Collected data
-- Opening Marker --
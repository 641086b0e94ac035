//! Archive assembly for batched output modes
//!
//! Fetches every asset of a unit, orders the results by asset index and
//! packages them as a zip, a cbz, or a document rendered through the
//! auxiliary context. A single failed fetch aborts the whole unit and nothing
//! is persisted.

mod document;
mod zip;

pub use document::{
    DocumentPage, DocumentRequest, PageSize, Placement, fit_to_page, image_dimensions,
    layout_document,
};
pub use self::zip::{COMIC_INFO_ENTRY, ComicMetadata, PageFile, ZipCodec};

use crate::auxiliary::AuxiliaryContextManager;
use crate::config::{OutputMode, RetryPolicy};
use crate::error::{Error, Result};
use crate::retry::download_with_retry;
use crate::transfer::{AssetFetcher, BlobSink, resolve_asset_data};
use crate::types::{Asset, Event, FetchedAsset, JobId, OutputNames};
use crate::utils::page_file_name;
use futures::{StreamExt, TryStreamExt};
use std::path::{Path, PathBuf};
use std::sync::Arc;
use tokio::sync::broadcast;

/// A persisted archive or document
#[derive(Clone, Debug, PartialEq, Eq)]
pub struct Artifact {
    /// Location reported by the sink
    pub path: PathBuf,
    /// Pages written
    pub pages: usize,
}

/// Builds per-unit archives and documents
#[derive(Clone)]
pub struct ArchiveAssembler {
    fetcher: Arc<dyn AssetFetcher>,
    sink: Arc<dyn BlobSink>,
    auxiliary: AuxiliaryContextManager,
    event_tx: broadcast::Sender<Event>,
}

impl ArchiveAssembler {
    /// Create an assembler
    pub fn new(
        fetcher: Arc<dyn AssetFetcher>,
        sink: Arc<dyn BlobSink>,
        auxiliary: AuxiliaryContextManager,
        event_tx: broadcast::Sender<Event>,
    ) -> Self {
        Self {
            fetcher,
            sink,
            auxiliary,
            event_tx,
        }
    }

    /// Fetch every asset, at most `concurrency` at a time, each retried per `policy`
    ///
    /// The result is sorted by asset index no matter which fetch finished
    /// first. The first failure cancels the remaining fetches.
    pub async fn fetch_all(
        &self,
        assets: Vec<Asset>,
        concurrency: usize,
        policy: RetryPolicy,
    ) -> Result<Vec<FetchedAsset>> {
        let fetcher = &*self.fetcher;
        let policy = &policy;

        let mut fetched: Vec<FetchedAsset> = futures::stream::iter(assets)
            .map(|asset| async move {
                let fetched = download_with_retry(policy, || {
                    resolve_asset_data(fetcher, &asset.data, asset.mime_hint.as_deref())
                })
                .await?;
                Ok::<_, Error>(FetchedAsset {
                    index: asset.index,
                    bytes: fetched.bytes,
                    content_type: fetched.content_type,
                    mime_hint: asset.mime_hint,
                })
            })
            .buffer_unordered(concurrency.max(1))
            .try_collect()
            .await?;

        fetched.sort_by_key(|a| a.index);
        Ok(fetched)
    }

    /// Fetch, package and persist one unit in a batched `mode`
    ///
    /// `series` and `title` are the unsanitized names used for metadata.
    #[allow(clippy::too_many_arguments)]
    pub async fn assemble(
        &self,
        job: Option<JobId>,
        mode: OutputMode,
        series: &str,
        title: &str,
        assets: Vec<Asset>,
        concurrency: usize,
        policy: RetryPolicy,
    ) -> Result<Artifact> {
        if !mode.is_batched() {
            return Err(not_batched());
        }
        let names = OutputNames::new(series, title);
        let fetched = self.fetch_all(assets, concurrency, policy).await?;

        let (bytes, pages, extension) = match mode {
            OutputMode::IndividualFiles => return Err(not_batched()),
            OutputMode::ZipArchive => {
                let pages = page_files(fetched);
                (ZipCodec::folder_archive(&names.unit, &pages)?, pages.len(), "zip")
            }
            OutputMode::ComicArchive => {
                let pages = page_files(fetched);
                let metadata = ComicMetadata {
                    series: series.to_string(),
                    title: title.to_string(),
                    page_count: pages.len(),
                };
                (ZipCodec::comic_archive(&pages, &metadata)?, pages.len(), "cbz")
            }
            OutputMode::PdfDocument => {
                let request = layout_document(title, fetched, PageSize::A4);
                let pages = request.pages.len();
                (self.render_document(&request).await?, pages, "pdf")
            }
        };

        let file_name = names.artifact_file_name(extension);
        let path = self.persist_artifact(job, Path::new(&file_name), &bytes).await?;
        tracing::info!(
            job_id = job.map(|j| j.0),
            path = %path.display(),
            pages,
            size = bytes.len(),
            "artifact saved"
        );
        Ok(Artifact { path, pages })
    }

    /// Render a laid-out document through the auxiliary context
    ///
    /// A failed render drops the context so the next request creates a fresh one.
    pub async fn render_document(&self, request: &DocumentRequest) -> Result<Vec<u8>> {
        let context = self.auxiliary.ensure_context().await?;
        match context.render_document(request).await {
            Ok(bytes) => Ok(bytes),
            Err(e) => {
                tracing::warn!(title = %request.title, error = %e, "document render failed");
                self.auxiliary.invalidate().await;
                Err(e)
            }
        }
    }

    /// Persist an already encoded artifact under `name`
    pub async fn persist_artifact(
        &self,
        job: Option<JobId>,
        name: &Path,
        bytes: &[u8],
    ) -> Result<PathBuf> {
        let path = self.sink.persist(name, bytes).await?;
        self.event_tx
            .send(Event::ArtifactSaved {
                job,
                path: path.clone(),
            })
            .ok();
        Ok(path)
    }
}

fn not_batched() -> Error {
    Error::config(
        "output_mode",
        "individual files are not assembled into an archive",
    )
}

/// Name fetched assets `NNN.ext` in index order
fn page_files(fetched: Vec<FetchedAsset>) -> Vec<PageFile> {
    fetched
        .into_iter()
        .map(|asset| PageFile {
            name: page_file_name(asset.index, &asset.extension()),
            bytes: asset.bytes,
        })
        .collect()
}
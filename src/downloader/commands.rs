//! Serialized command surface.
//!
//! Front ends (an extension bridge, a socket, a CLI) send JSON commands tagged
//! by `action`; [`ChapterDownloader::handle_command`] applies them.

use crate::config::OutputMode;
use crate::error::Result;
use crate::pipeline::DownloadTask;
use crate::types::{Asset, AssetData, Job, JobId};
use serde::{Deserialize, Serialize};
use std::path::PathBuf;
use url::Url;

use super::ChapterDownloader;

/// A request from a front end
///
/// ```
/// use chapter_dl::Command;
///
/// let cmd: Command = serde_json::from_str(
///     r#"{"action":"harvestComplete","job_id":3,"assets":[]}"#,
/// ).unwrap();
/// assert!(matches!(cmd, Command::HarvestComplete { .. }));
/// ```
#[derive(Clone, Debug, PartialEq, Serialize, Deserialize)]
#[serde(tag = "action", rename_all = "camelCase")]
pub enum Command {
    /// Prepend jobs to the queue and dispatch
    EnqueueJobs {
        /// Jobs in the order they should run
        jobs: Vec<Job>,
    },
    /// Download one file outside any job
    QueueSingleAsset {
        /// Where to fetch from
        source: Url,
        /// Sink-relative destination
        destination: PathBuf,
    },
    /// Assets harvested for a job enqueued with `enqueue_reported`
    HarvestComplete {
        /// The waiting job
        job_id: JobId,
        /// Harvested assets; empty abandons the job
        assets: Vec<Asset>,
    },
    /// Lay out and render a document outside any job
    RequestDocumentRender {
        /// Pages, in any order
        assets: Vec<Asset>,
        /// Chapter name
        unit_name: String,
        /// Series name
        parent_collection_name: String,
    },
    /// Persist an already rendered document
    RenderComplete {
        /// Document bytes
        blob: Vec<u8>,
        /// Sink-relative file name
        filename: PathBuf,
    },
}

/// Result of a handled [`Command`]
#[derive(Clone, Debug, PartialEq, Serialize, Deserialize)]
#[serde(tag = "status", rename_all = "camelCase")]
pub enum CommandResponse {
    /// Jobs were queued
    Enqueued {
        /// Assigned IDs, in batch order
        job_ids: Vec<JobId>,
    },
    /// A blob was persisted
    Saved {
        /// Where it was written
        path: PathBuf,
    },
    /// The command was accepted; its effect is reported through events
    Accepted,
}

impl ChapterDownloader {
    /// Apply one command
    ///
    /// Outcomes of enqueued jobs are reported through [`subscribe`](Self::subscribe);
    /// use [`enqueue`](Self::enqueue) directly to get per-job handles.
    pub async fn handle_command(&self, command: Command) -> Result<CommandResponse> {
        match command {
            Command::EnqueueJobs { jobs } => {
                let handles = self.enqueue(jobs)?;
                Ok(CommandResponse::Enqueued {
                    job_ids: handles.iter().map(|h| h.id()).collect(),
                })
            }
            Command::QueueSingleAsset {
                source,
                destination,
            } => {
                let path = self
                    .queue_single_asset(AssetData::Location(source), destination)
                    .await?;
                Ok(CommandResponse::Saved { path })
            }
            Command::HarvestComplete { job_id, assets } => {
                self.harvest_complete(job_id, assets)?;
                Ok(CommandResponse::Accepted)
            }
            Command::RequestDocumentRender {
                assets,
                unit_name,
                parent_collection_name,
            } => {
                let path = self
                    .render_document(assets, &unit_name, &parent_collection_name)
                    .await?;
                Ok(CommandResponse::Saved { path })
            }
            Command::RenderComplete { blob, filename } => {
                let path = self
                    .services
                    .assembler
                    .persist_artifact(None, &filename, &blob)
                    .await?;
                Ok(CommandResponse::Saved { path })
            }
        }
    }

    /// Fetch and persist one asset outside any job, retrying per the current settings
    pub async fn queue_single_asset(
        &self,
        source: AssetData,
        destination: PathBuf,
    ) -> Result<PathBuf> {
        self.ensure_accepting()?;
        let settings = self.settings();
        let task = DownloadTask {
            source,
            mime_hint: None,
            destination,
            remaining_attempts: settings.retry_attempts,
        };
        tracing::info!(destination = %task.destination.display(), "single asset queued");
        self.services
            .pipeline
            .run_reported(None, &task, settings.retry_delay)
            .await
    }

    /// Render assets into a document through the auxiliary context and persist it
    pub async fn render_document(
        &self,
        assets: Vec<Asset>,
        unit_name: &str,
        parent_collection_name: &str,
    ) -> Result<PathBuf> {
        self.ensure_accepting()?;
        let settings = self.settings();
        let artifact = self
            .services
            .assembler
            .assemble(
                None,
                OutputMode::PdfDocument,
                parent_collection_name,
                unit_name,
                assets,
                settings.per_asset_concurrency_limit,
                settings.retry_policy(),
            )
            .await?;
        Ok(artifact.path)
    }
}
-- Closing Marker --
Task ->
The answer consists of the lines above that include the word "Sender", each copied exactly.

Response to this task ->
    event_tx: broadcast::Sender<Event>,
        event_tx: broadcast::Sender<Event>,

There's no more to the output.